** What the task requires **
Using the entries that follow, report the number of lines that include the string "force", without any other text.

Dataset entries:

►

// SPDX-License-Identifier: BUSL-1.1
// Copyright (c) 2026 Alfred Jean LLC

//! Core worker orchestrator.
//!
//! Owns the background tasks — router loop, watcher loop, session GC, egress
//! loop — plus one serial worker per session. Everything here is cancellable
//! and bounded: GC waits at most `worker_cancel_wait` per worker, shutdown at
//! most `shutdown_deadline` overall.

mod maintenance;
mod worker;

pub(crate) use worker::SessionEntry;

use crate::agent::AgentHandler;
use crate::bus::{self, BusReader, InputBus};
use crate::egress::EgressHub;
use crate::memory::{MemoryHooks, MemoryService};
use crate::nociception::{NociceptionSnapshot, Nociceptor};
use crate::reflex::{ReflexController, SuggestionEntry};
use crate::router::SessionRouter;
use axon_core::{Clock, Metrics, MetricsSnapshot, Observation, SYSTEM_SESSION_KEY};
use axon_gate::{Gate, GateConfigProvider};
use chrono::{DateTime, Utc};
use parking_lot::Mutex;
use serde::Serialize;
use std::collections::{BTreeMap, HashMap};
use std::sync::atomic::{AtomicBool, Ordering};
use std::sync::{Arc, Weak};
use std::time::Duration;
use tokio::sync::{mpsc, watch};
use tokio::task::JoinHandle;
use tracing::{info, warn};

/// Orchestrator tunables. Defaults follow the production profile.
#[derive(Debug, Clone)]
pub struct RuntimeConfig {
    pub bus_capacity: usize,
    pub inbox_capacity: usize,
    pub egress_capacity: usize,
    pub watcher_interval: Duration,
    pub gc_enabled: bool,
    pub idle_ttl: Duration,
    pub sweep_interval: Duration,
    pub min_sessions_to_gc: usize,
    pub worker_cancel_wait: Duration,
    pub shutdown_deadline: Duration,
    pub egress_timeout: Duration,
    pub system_session_key: String,
}

impl Default for RuntimeConfig {
    fn default() -> Self {
        Self {
            bus_capacity: 1_024,
            inbox_capacity: 256,
            egress_capacity: 256,
            watcher_interval: Duration::from_millis(250),
            gc_enabled: true,
            idle_ttl: Duration::from_secs(600),
            sweep_interval: Duration::from_secs(30),
            min_sessions_to_gc: 1,
            worker_cancel_wait: Duration::from_secs(1),
            shutdown_deadline: Duration::from_millis(1_500),
            egress_timeout: Duration::from_secs(5),
            system_session_key: SYSTEM_SESSION_KEY.to_string(),
        }
    }
}

/// External collaborators handed to the runtime.
pub struct RuntimeDeps<A> {
    pub agent: A,
    pub memory: Arc<dyn MemoryService>,
    pub egress: Arc<EgressHub>,
    pub provider: Arc<GateConfigProvider>,
    pub metrics: Arc<Metrics>,
}

/// Per-session summary in the runtime snapshot.
#[derive(Debug, Clone, Serialize)]
pub struct SessionSummary {
    pub session_key: String,
    pub created_at: DateTime<Utc>,
    pub last_active_at: DateTime<Utc>,
    pub processed_total: u64,
    pub error_total: u64,
    pub idle_seconds: u64,
}

/// Structured state consumed by controllers and tests.
#[derive(Debug, Clone, Serialize)]
pub struct RuntimeSnapshot {
    pub sessions: Vec<SessionSummary>,
    pub metrics: MetricsSnapshot,
    pub nociception: NociceptionSnapshot,
    pub suggestions: BTreeMap<String, SuggestionEntry>,
}

/// The dispatch engine.
pub struct CoreRuntime<A, C: Clock> {
    /// Back-reference for spawning tasks that need an owned handle.
    self_ref: Weak<Self>,
    pub(crate) cfg: RuntimeConfig,
    pub(crate) clock: C,
    pub(crate) agent: A,
    pub(crate) metrics: Arc<Metrics>,
    pub(crate) bus: InputBus,
    reader: Mutex<Option<BusReader>>,
    pub(crate) router: SessionRouter,
    pub(crate) provider: Arc<GateConfigProvider>,
    pub(crate) gate: Mutex<Gate>,
    pub(crate) nociceptor: Mutex<Nociceptor>,
    pub(crate) reflex: Mutex<ReflexController>,
    pub(crate) egress_hub: Arc<EgressHub>,
    pub(crate) egress_tx: Mutex<Option<mpsc::Sender<Observation>>>,
    egress_rx: Mutex<Option<mpsc::Receiver<Observation>>>,
    pub(crate) memory: MemoryHooks,
    pub(crate) sessions: Mutex<HashMap<String, SessionEntry>>,
    tasks: Mutex<Vec<JoinHandle<()>>>,
    shutdown_tx: watch::Sender<bool>,
    started: AtomicBool,
    stopped: AtomicBool,
}

impl<A, C> CoreRuntime<A, C>
where
    A: AgentHandler,
    C: Clock,
{
    pub fn new(deps: RuntimeDeps<A>, clock: C, cfg: RuntimeConfig) -> Arc<Self> {
        let metrics = deps.metrics;
        let (bus, reader) = bus::channel(cfg.bus_capacity, Arc::clone(&metrics));
        let router = SessionRouter::new(cfg.inbox_capacity, Arc::clone(&metrics));
        let (egress_tx, egress_rx) = mpsc::channel(cfg.egress_capacity);
        let (shutdown_tx, _) = watch::channel(false);

        Arc::new_cyclic(|self_ref| Self {
            self_ref: self_ref.clone(),
            cfg,
            clock,
            agent: deps.agent,
            memory: MemoryHooks::new(deps.memory, Arc::clone(&metrics)),
            metrics,
            bus,
            reader: Mutex::new(Some(reader)),
            router,
            provider: deps.provider,
            gate: Mutex::new(Gate::new()),
            nociceptor: Mutex::new(Nociceptor::new()),
            reflex: Mutex::new(ReflexController::new()),
            egress_hub: deps.egress,
            egress_tx: Mutex::new(Some(egress_tx)),
            egress_rx: Mutex::new(Some(egress_rx)),
            sessions: Mutex::new(HashMap::new()),
            tasks: Mutex::new(Vec::new()),
            shutdown_tx,
            started: AtomicBool::new(false),
            stopped: AtomicBool::new(false),
        })
    }

    /// Producer handle for adapters.
    pub fn bus(&self) -> InputBus {
        self.bus.clone()
    }

    pub fn metrics(&self) -> Arc<Metrics> {
        Arc::clone(&self.metrics)
    }

    pub fn provider(&self) -> Arc<GateConfigProvider> {
        Arc::clone(&self.provider)
    }

    pub fn router(&self) -> &SessionRouter {
        &self.router
    }

    /// Inspect the gate (pools, dedup state) under its lock.
    pub fn inspect_gate<R>(&self, f: impl FnOnce(&Gate) -> R) -> R {
        f(&self.gate.lock())
    }

    /// Launch the background tasks. Idempotent.
    pub fn start(&self) {
        if self.started.swap(true, Ordering::SeqCst) {
            return;
        }
        let Some(this) = self.self_ref.upgrade() else {
            return;
        };
        info!("core runtime starting");
        let mut tasks = self.tasks.lock();
        tasks.push(tokio::spawn(Arc::clone(&this).router_loop()));
        tasks.push(tokio::spawn(Arc::clone(&this).watcher_loop()));
        if self.cfg.gc_enabled {
            tasks.push(tokio::spawn(Arc::clone(&this).gc_loop()));
        }
        tasks.push(tokio::spawn(this.egress_loop()));
    }

    pub(crate) fn shutdown_signal(&self) -> watch::Receiver<bool> {
        self.shutdown_tx.subscribe()
    }

    /// Owned handle for spawning; `None` only while the runtime is dropping.
    pub(crate) fn self_ref_upgrade(&self) -> Option<Arc<Self>> {
        self.self_ref.upgrade()
    }

    /// Consume the bus into per-session inboxes. Ends once the bus is closed
    /// and drained.
    async fn router_loop(self: Arc<Self>) {
        let Some(mut reader) = self.reader.lock().take() else {
            return;
        };
        while let Some(obs) = reader.recv().await {
            self.router.route(obs);
        }
        tracing::debug!("router loop ended");
    }

    /// Drain the egress queue; failures and timeouts are logged, never
    /// propagated.
    async fn egress_loop(self: Arc<Self>) {
        let Some(mut rx) = self.egress_rx.lock().take() else {
            return;
        };
        while let Some(obs) = rx.recv().await {
            match tokio::time::timeout(self.cfg.egress_timeout, self.egress_hub.dispatch(&obs))
                .await
            {
                Ok(Ok(())) => {}
                Ok(Err(err)) => {
                    warn!(error = %err, "egress dispatch failed");
                    self.metrics.inc_egress_failed();
                }
                Err(_) => {
                    warn!("egress dispatch timed out");
                    self.metrics.inc_egress_failed();
                }
            }
        }
        tracing::debug!("egress loop ended");
    }

    /// Graceful stop: close intake, drain workers within the deadline,
    /// force-cancel the rest, flush memory. Idempotent.
    pub async fn shutdown(&self) {
        if self.stopped.swap(true, Ordering::SeqCst) {
            return;
        }
        info!("core runtime shutting down");
        let deadline = self.cfg.shutdown_deadline;
        let started_at = tokio::time::Instant::now();

        // stop watcher and GC first so nothing is revived mid-teardown
        let _ = self.shutdown_tx.send(true);
        self.bus.close();

        // dropping the inbox senders lets workers drain and exit
        for key in self.router.list_active_sessions() {
            self.router.remove_session(&key);
        }
        let entries: Vec<(String, SessionEntry)> = self.sessions.lock().drain().collect();
        for (key, entry) in entries {
            let mut task = entry.task;
            let remaining = deadline.saturating_sub(started_at.elapsed());
            if tokio::time::timeout(remaining, &mut task).await.is_err() {
                warn!(session = %key, "worker force-cancelled at shutdown");
                task.abort();
            }
        }

        // close the egress channel; the loop drains and exits
        drop(self.egress_tx.lock().take());

        let tasks: Vec<JoinHandle<()>> = {
            let mut tasks = self.tasks.lock();
            tasks.drain(..).collect()
        };
        for mut task in tasks {
            let remaining = deadline.saturating_sub(started_at.elapsed());
            if tokio::time::timeout(remaining, &mut task).await.is_err() {
                task.abort();
            }
        }

        self.memory.close().await;
        info!("core runtime stopped");
    }

    /// Structured state snapshot for controllers and tests.
    pub fn state_snapshot(&self) -> RuntimeSnapshot {
        let now = self.clock.now();
        let mut sessions: Vec<SessionSummary> = self
            .sessions
            .lock()
            .iter()
            .map(|(key, entry)| {
                let state = entry.state.lock();
                SessionSummary {
                    session_key: key.clone(),
                    created_at: state.created_at,
                    last_active_at: state.last_active_at,
                    processed_total: state.processed_total,
                    error_total: state.error_total,
                    idle_seconds: state.idle_seconds(now),
                }
            })
            .collect();
        sessions.sort_by(|a, b| a.session_key.cmp(&b.session_key));

        RuntimeSnapshot {
            sessions,
            metrics: self.metrics.snapshot(),
            nociception: self.nociceptor.lock().snapshot(),
            suggestions: self.reflex.lock().entries().clone(),
        }
    }
}

#[cfg(test)]
#[path = "../runtime_tests/mod.rs"]
mod tests;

◄

** Result for this task **
2